* **Your objective**
Transcribe the records word for word, beginning with the first line and ending with the line that contains "frames, in order"; include nothing else.

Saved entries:

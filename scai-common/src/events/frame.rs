//! Incremental Server-Sent Events frame decoder
//!
//! Bytes arrive in arbitrary chunks from the transport. The decoder buffers partial
//! lines, assembles `data:` lines into frames on each blank line, and decodes every
//! frame as JSON. A malformed frame is reported and skipped; later frames decode normally.

use super::StreamEvent;
use serde::de::DeserializeOwned;
use std::marker::PhantomData;

/// Upper bound for one frame (and for an unterminated line in the buffer)
///
/// `modified_graph_data` carries a whole city road network in a single frame, so the
/// default leaves ample headroom over realistic networks.
pub const DEFAULT_MAX_FRAME_BYTES: usize = 256 * 1024 * 1024;

/// Per-frame decode failure
#[derive(Debug, Clone, PartialEq, Eq)]
pub enum FrameError {
    /// Frame data exceeded the configured maximum
    OversizedFrame { size: usize, max: usize },
    /// Unterminated input exceeded the configured maximum, buffer discarded
    OversizedBuffer { size: usize, max: usize },
    /// Frame data was not valid UTF-8
    Utf8,
    /// Frame data was not a valid envelope
    Decode(String),
}

impl std::fmt::Display for FrameError {
    fn fmt(&self, f: &mut std::fmt::Formatter<'_>) -> std::fmt::Result {
        match self {
            FrameError::OversizedFrame { size, max } => {
                write!(f, "frame of {size} bytes exceeds limit of {max}")
            }
            FrameError::OversizedBuffer { size, max } => {
                write!(f, "unterminated input of {size} bytes exceeds limit of {max}")
            }
            FrameError::Utf8 => f.write_str("frame is not valid UTF-8"),
            FrameError::Decode(msg) => write!(f, "malformed frame: {msg}"),
        }
    }
}

/// Result of feeding one chunk to the decoder
///
/// Frames and errors are kept in the order they appeared in the byte stream.
#[derive(Debug)]
pub struct DecodeReport<T> {
    pub items: Vec<Result<T, FrameError>>,
}

impl<T> Default for DecodeReport<T> {
    fn default() -> Self {
        Self { items: Vec::new() }
    }
}

impl<T> DecodeReport<T> {
    pub fn is_empty(&self) -> bool {
        self.items.is_empty()
    }

    /// Successfully decoded frames, in order
    pub fn frames(&self) -> impl Iterator<Item = &T> {
        self.items.iter().filter_map(|item| item.as_ref().ok())
    }

    /// Decode failures, in order
    pub fn errors(&self) -> impl Iterator<Item = &FrameError> {
        self.items.iter().filter_map(|item| item.as_ref().err())
    }

    fn push_frame(&mut self, frame: T) {
        self.items.push(Ok(frame));
    }

    fn push_error(&mut self, error: FrameError) {
        self.items.push(Err(error));
    }
}

impl<T> IntoIterator for DecodeReport<T> {
    type Item = Result<T, FrameError>;
    type IntoIter = std::vec::IntoIter<Result<T, FrameError>>;

    fn into_iter(self) -> Self::IntoIter {
        self.items.into_iter()
    }
}

/// SSE decoder producing `T` (normally [`StreamEvent`]) per frame
pub struct SseFrameDecoder<T = StreamEvent> {
    max_frame_bytes: usize,
    pending: Vec<u8>,
    data: Vec<u8>,
    has_data: bool,
    discarding: bool,
    marker: PhantomData<T>,
}

impl<T> SseFrameDecoder<T> {
    pub fn new(max_frame_bytes: usize) -> Self {
        Self {
            max_frame_bytes,
            pending: Vec::new(),
            data: Vec::new(),
            has_data: false,
            discarding: false,
            marker: PhantomData,
        }
    }
}

impl<T> Default for SseFrameDecoder<T> {
    fn default() -> Self {
        Self::new(DEFAULT_MAX_FRAME_BYTES)
    }
}

impl<T: DeserializeOwned> SseFrameDecoder<T> {
    pub fn push_chunk(&mut self, chunk: &[u8]) -> DecodeReport<T> {
        let mut report = DecodeReport::default();
        if !chunk.is_empty() {
            self.pending.extend_from_slice(chunk);
        }

        while let Some(newline_idx) = self.pending.iter().position(|byte| *byte == b'\n') {
            let mut line = self.pending.drain(..=newline_idx).collect::<Vec<u8>>();
            line.pop();
            if line.ends_with(b"\r") {
                line.pop();
            }
            self.process_line(&line, &mut report);
        }

        if self.pending.len() > self.max_frame_bytes {
            report.push_error(FrameError::OversizedBuffer {
                size: self.pending.len(),
                max: self.max_frame_bytes,
            });
            self.pending.clear();
            self.reset_frame();
            self.discarding = true;
        }

        report
    }

    /// Flush a trailing frame that was not terminated by a blank line
    pub fn finish(&mut self) -> DecodeReport<T> {
        let mut report = DecodeReport::default();
        if !self.pending.is_empty() {
            let mut line = std::mem::take(&mut self.pending);
            if line.ends_with(b"\r") {
                line.pop();
            }
            self.process_line(&line, &mut report);
        }
        self.dispatch(&mut report);
        report
    }

    fn process_line(&mut self, line: &[u8], report: &mut DecodeReport<T>) {
        if line.is_empty() {
            self.dispatch(report);
            return;
        }
        if line[0] == b':' || self.discarding {
            return;
        }

        let (field, value) = match line.iter().position(|b| *b == b':') {
            Some(idx) => {
                let value = &line[idx + 1..];
                (&line[..idx], value.strip_prefix(b" ").unwrap_or(value))
            }
            None => (line, &[][..]),
        };

        // event:, id: and retry: carry nothing the envelope does not already have
        if field != b"data" {
            return;
        }

        if self.has_data {
            self.data.push(b'\n');
        }
        self.data.extend_from_slice(value);
        self.has_data = true;

        if self.data.len() > self.max_frame_bytes {
            report.push_error(FrameError::OversizedFrame {
                size: self.data.len(),
                max: self.max_frame_bytes,
            });
            self.reset_frame();
            self.discarding = true;
        }
    }

    fn dispatch(&mut self, report: &mut DecodeReport<T>) {
        self.discarding = false;
        if !self.has_data {
            return;
        }
        let data = std::mem::take(&mut self.data);
        self.has_data = false;

        let text = match std::str::from_utf8(&data) {
            Ok(text) => text,
            Err(_) => {
                report.push_error(FrameError::Utf8);
                return;
            }
        };
        match serde_json::from_str(text) {
            Ok(parsed) => report.push_frame(parsed),
            Err(err) => report.push_error(FrameError::Decode(err.to_string())),
        }
    }

    fn reset_frame(&mut self) {
        self.data.clear();
        self.has_data = false;
    }
}

#[cfg(test)]
mod tests {
    use super::*;

    fn frame(json: &str) -> Vec<u8> {
        format!("data: {json}\n\n").into_bytes()
    }

    #[test]
    fn test_decodes_frames_split_across_chunks() {
        let bytes = frame(r#"{"type":"agent_complete","agent":"data_ingestion","status":"running"}"#);
        let (head, tail) = bytes.split_at(17);

        let mut decoder = SseFrameDecoder::<StreamEvent>::default();
        let first = decoder.push_chunk(head);
        assert!(first.is_empty());

        let second = decoder.push_chunk(tail);
        let frames: Vec<&StreamEvent> = second.frames().collect();
        assert_eq!(frames.len(), 1);
        assert_eq!(second.errors().count(), 0);
        assert_eq!(frames[0].kind(), "agent_complete");
    }

    #[test]
    fn test_malformed_frame_does_not_poison_stream() {
        let mut chunk = Vec::new();
        chunk.extend_from_slice(&frame(r#"{"type":"start"}"#));
        chunk.extend_from_slice(b"data: {not json\n\n");
        chunk.extend_from_slice(&frame(r#"{"type":"complete"}"#));

        let mut decoder = SseFrameDecoder::<StreamEvent>::default();
        let report = decoder.push_chunk(&chunk);
        assert_eq!(report.items.len(), 3);
        assert!(matches!(report.items[0], Ok(StreamEvent::Start { .. })));
        match &report.items[1] {
            Err(FrameError::Decode(_)) => {}
            other => panic!("unexpected item: {other:?}"),
        }
        assert!(matches!(&report.items[2], Ok(event) if event.is_terminal()));
    }

    #[test]
    fn test_crlf_comments_and_other_fields() {
        let raw = b": heartbeat\r\nevent: message\r\nid: 7\r\ndata: {\"type\":\"error\",\"message\":\"boom\"}\r\n\r\n";
        let mut decoder = SseFrameDecoder::<StreamEvent>::default();
        let report = decoder.push_chunk(raw);
        assert_eq!(
            report.items,
            vec![Ok(StreamEvent::Error {
                message: Some("boom".to_string())
            })]
        );
    }

    #[test]
    fn test_multi_line_data_is_joined() {
        let raw = b"data: {\"type\":\ndata: \"complete\"}\n\n";
        let mut decoder = SseFrameDecoder::<StreamEvent>::default();
        let report = decoder.push_chunk(raw);
        assert_eq!(report.items, vec![Ok(StreamEvent::Complete { message: None })]);
    }

    #[test]
    fn test_comment_only_block_yields_nothing() {
        let mut decoder = SseFrameDecoder::<StreamEvent>::default();
        let report = decoder.push_chunk(b": keep-alive\n\n\n");
        assert!(report.is_empty());
    }

    #[test]
    fn test_finish_flushes_unterminated_frame() {
        let mut decoder = SseFrameDecoder::<StreamEvent>::default();
        assert!(decoder.push_chunk(br#"data: {"type":"complete"}"#).is_empty());
        let report = decoder.finish();
        assert_eq!(report.frames().count(), 1);
        assert!(decoder.finish().is_empty());
    }

    #[test]
    fn test_default_limit_admits_large_network_frame() {
        let padding = "x".repeat(12 * 1024 * 1024);
        let raw = format!(
            "data: {{\"type\":\"data\",\"key\":\"modified_graph_data\",\"data\":\"{padding}\"}}\n\n"
        );
        let mut decoder = SseFrameDecoder::<StreamEvent>::default();
        let report = decoder.push_chunk(raw.as_bytes());
        assert_eq!(report.errors().count(), 0);
        assert_eq!(report.frames().count(), 1);
    }

    #[test]
    fn test_oversized_frame_is_rejected_and_decoder_recovers() {
        let mut decoder = SseFrameDecoder::<StreamEvent>::new(32);
        let big = format!("data: {{\"type\":\"data\",\"key\":\"x\",\"data\":\"{}\"}}\n\n", "a".repeat(64));
        let report = decoder.push_chunk(big.as_bytes());
        assert_eq!(report.frames().count(), 0);
        assert!(matches!(report.items[0], Err(FrameError::OversizedFrame { max: 32, .. })));

        let report = decoder.push_chunk(&frame(r#"{"type":"complete"}"#));
        assert_eq!(report.frames().count(), 1);
    }

    #[test]
    fn test_oversized_unterminated_buffer_is_discarded() {
        let mut decoder = SseFrameDecoder::<StreamEvent>::new(16);
        let report = decoder.push_chunk(&[b'x'; 40]);
        assert!(matches!(report.items[0], Err(FrameError::OversizedBuffer { size: 40, max: 16 })));

        // The rest of the runaway line is still discarded up to the next blank line
        let report = decoder.push_chunk(b"tail\n\ndata: {\"type\":\"complete\"}\n\n");
        assert_eq!(report.frames().count(), 1);
        assert_eq!(report.errors().count(), 0);
    }

    #[test]
    fn test_items_keep_stream_order() {
        let mut chunk = frame(r#"{"type":"complete"}"#);
        chunk.extend_from_slice(b"data: {broken\n\n");

        let mut decoder = SseFrameDecoder::<StreamEvent>::default();
        let report = decoder.push_chunk(&chunk);
        assert_eq!(report.items.len(), 2);
        assert!(matches!(&report.items[0], Ok(event) if event.is_terminal()));
        assert!(matches!(report.items[1], Err(FrameError::Decode(_))));
    }
}
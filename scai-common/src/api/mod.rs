//! Backend HTTP API types
//!
//! Request/response bodies for the simulation backend:
//! - `POST /simulate` starts a run
//! - `GET /simulate/{job_id}/stream` streams pipeline events (SSE)
//! - `GET /simulate/{job_id}/result` returns the authoritative result
//! - `GET /city/kochi`, `GET /city/kochi/metrics`, `GET /presets` feed the console at startup
//!
//! Only types live here; the HTTP client itself belongs to the UI crate.

pub mod types;

pub use types::{
    ApiErrorBody, BaselineMetrics, PolicyPreset, RunResult, RunResultResponse, StartRunRequest,
    StartRunResponse, DEFAULT_CITY,
};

* **Solution to this exercise**
filename scai-common/src/events/frame.rs
//! Incremental Server-Sent Events frame decoder
//!
//! Bytes arrive in arbitrary chunks from the transport. The decoder buffers partial
//! lines, assembles `data:` lines into frames on each blank line, and decodes every
//! frame as JSON. A malformed frame is reported and skipped; later frames decode normally.

use super::StreamEvent;
use serde::de::DeserializeOwned;
use std::marker::PhantomData;

/// Upper bound for one frame (and for an unterminated line in the buffer)
///
/// `modified_graph_data` carries a whole city road network in a single frame, so the
/// default leaves ample headroom over realistic networks.
pub const DEFAULT_MAX_FRAME_BYTES: usize = 256 * 1024 * 1024;

/// Per-frame decode failure
#[derive(Debug, Clone, PartialEq, Eq)]
pub enum FrameError {
    /// Frame data exceeded the configured maximum
    OversizedFrame { size: usize, max: usize },
    /// Unterminated input exceeded the configured maximum, buffer discarded
    OversizedBuffer { size: usize, max: usize },
    /// Frame data was not valid UTF-8
    Utf8,
    /// Frame data was not a valid envelope
    Decode(String),
}

impl std::fmt::Display for FrameError {
    fn fmt(&self, f: &mut std::fmt::Formatter<'_>) -> std::fmt::Result {
        match self {
            FrameError::OversizedFrame { size, max } => {
                write!(f, "frame of {size} bytes exceeds limit of {max}")
            }
            FrameError::OversizedBuffer { size, max } => {
                write!(f, "unterminated input of {size} bytes exceeds limit of {max}")
            }
            FrameError::Utf8 => f.write_str("frame is not valid UTF-8"),
            FrameError::Decode(msg) => write!(f, "malformed frame: {msg}"),
        }
    }
}

/// Result of feeding one chunk to the decoder
///
/// Frames and errors are kept in the order they appeared in the byte stream.
#[derive(Debug)]
pub struct DecodeReport<T> {
    pub items: Vec<Result<T, FrameError>>,
}

impl<T> Default for DecodeReport<T> {
    fn default() -> Self {
        Self { items: Vec::new() }
    }
}

impl<T> DecodeReport<T> {
    pub fn is_empty(&self) -> bool {
        self.items.is_empty()
    }

    /// Successfully decoded frames, in order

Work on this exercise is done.